> [What the task asks]: The first line of the data below and every line after it, through the one with "and a recording", must be transcribed without change.

++++ Extracted data

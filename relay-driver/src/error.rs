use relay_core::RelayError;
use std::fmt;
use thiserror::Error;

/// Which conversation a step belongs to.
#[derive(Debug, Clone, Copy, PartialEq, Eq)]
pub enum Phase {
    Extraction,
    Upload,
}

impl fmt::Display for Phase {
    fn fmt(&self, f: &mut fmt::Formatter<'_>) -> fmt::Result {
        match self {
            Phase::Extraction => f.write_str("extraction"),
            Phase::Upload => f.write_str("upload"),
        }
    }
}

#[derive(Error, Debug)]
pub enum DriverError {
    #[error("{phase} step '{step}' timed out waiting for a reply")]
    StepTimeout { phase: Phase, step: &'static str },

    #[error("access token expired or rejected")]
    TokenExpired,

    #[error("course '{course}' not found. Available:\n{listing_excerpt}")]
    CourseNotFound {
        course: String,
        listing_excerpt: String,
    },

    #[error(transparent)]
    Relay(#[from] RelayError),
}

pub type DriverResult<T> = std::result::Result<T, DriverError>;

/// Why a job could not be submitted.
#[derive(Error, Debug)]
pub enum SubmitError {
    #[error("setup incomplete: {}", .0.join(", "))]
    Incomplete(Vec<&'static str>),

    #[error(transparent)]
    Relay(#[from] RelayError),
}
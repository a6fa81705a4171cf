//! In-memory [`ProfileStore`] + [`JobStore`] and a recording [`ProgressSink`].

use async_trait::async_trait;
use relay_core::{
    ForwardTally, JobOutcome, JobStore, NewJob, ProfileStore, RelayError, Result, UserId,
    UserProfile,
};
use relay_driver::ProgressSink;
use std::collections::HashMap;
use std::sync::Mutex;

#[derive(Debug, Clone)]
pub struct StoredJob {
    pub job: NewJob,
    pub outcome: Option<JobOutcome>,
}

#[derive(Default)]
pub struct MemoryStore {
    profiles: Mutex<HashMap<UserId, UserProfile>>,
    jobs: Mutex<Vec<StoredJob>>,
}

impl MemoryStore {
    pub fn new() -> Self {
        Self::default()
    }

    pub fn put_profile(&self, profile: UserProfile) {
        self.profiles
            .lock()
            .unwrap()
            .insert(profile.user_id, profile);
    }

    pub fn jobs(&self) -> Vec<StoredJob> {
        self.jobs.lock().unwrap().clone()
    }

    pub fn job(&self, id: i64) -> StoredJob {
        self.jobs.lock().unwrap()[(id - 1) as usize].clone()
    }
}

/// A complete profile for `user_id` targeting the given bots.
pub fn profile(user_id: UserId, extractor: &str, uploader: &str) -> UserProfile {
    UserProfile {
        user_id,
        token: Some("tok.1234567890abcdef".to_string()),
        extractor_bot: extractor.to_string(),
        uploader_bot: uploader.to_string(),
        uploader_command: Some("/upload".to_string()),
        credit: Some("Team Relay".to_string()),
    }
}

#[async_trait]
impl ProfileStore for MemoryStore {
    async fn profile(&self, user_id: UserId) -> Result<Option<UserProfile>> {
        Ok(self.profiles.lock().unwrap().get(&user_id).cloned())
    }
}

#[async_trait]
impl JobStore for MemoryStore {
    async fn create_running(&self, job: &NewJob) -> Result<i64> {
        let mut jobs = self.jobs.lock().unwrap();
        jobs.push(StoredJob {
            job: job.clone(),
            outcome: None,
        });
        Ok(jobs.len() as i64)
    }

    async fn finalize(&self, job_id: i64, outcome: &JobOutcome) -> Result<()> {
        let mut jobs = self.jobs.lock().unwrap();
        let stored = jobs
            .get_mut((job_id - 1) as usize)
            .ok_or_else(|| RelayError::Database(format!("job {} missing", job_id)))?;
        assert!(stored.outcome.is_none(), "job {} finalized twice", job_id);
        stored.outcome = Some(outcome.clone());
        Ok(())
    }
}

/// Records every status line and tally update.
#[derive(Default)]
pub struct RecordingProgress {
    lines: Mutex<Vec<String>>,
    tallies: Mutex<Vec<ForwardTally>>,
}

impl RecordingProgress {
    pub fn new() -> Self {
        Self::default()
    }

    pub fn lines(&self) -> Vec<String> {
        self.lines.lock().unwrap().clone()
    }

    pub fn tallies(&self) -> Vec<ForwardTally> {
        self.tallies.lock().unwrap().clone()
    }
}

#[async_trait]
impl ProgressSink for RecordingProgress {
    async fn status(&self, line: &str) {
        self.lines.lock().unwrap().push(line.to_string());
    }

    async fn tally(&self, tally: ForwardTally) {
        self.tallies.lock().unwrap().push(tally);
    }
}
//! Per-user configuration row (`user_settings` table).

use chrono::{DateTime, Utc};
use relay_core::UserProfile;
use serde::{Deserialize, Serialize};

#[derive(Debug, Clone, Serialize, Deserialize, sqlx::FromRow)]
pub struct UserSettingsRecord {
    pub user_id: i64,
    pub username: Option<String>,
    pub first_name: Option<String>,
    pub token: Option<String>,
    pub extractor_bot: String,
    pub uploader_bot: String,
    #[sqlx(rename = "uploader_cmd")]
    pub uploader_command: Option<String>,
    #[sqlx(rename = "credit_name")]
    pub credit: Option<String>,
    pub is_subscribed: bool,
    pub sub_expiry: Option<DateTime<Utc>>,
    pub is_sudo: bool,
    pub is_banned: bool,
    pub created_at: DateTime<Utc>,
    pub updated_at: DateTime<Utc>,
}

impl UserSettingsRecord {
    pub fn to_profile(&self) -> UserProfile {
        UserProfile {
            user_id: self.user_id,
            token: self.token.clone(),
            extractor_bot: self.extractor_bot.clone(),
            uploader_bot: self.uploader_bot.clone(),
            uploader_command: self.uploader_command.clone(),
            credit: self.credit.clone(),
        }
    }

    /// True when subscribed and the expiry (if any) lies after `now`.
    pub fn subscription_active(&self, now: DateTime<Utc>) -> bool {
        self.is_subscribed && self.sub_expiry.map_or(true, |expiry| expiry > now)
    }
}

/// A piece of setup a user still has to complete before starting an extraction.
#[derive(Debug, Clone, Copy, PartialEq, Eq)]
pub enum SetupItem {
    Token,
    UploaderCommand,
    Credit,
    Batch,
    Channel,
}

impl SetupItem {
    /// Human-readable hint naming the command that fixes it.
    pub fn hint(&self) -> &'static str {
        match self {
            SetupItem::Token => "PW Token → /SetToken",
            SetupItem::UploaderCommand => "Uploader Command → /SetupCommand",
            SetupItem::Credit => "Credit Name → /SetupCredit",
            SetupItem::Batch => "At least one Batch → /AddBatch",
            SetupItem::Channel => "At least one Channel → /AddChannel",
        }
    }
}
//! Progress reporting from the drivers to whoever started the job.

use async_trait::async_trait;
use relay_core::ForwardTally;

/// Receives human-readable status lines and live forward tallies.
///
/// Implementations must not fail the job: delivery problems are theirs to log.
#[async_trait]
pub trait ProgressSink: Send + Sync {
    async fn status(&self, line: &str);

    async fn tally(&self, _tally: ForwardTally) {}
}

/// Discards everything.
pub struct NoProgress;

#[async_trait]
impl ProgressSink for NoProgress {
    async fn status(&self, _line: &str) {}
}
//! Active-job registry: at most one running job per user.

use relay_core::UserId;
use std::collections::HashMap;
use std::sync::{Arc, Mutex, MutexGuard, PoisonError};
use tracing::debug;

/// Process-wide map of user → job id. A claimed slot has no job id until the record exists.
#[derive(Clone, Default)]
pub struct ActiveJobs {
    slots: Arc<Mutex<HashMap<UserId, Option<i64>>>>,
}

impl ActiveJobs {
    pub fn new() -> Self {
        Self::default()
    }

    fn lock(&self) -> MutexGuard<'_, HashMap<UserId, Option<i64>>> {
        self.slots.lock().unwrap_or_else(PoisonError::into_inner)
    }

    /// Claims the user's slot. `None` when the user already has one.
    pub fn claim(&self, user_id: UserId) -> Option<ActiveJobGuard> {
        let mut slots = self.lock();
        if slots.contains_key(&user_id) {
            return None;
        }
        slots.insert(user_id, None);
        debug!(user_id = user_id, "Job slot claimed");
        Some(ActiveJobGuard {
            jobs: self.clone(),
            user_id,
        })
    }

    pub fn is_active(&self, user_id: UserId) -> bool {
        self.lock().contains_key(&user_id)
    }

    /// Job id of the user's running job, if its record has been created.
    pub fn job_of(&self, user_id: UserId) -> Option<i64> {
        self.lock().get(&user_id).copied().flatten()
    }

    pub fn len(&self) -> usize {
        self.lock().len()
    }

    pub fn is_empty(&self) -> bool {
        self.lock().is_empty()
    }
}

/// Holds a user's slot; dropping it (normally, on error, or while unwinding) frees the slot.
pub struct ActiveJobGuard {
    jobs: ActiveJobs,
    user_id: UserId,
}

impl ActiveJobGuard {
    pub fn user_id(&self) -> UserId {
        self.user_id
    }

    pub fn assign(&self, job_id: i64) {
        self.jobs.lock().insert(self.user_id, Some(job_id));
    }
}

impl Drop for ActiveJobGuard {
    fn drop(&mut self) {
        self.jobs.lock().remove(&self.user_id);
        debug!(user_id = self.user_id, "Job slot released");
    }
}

++++++++

> [Solved problem]:
filename relay-driver/src/error.rs
use relay_core::RelayError;
use std::fmt;
use thiserror::Error;

/// Which conversation a step belongs to.
#[derive(Debug, Clone, Copy, PartialEq, Eq)]
pub enum Phase {
    Extraction,
    Upload,
}

impl fmt::Display for Phase {
    fn fmt(&self, f: &mut fmt::Formatter<'_>) -> fmt::Result {
        match self {
            Phase::Extraction => f.write_str("extraction"),
            Phase::Upload => f.write_str("upload"),
        }
    }
}

#[derive(Error, Debug)]
pub enum DriverError {
    #[error("{phase} step '{step}' timed out waiting for a reply")]
    StepTimeout { phase: Phase, step: &'static str },

    #[error("access token expired or rejected")]
    TokenExpired,

    #[error("course '{course}' not found. Available:\n{listing_excerpt}")]
    CourseNotFound {
        course: String,
        listing_excerpt: String,
    },

    #[error(transparent)]
    Relay(#[from] RelayError),
}

pub type DriverResult<T> = std::result::Result<T, DriverError>;

/// Why a job could not be submitted.
#[derive(Error, Debug)]
pub enum SubmitError {
    #[error("setup incomplete: {}", .0.join(", "))]
    Incomplete(Vec<&'static str>),

    #[error(transparent)]
    Relay(#[from] RelayError),
}
repository a6fa81705a4171cf
//! In-memory [`ProfileStore`] + [`JobStore`] and a recording [`ProgressSink`].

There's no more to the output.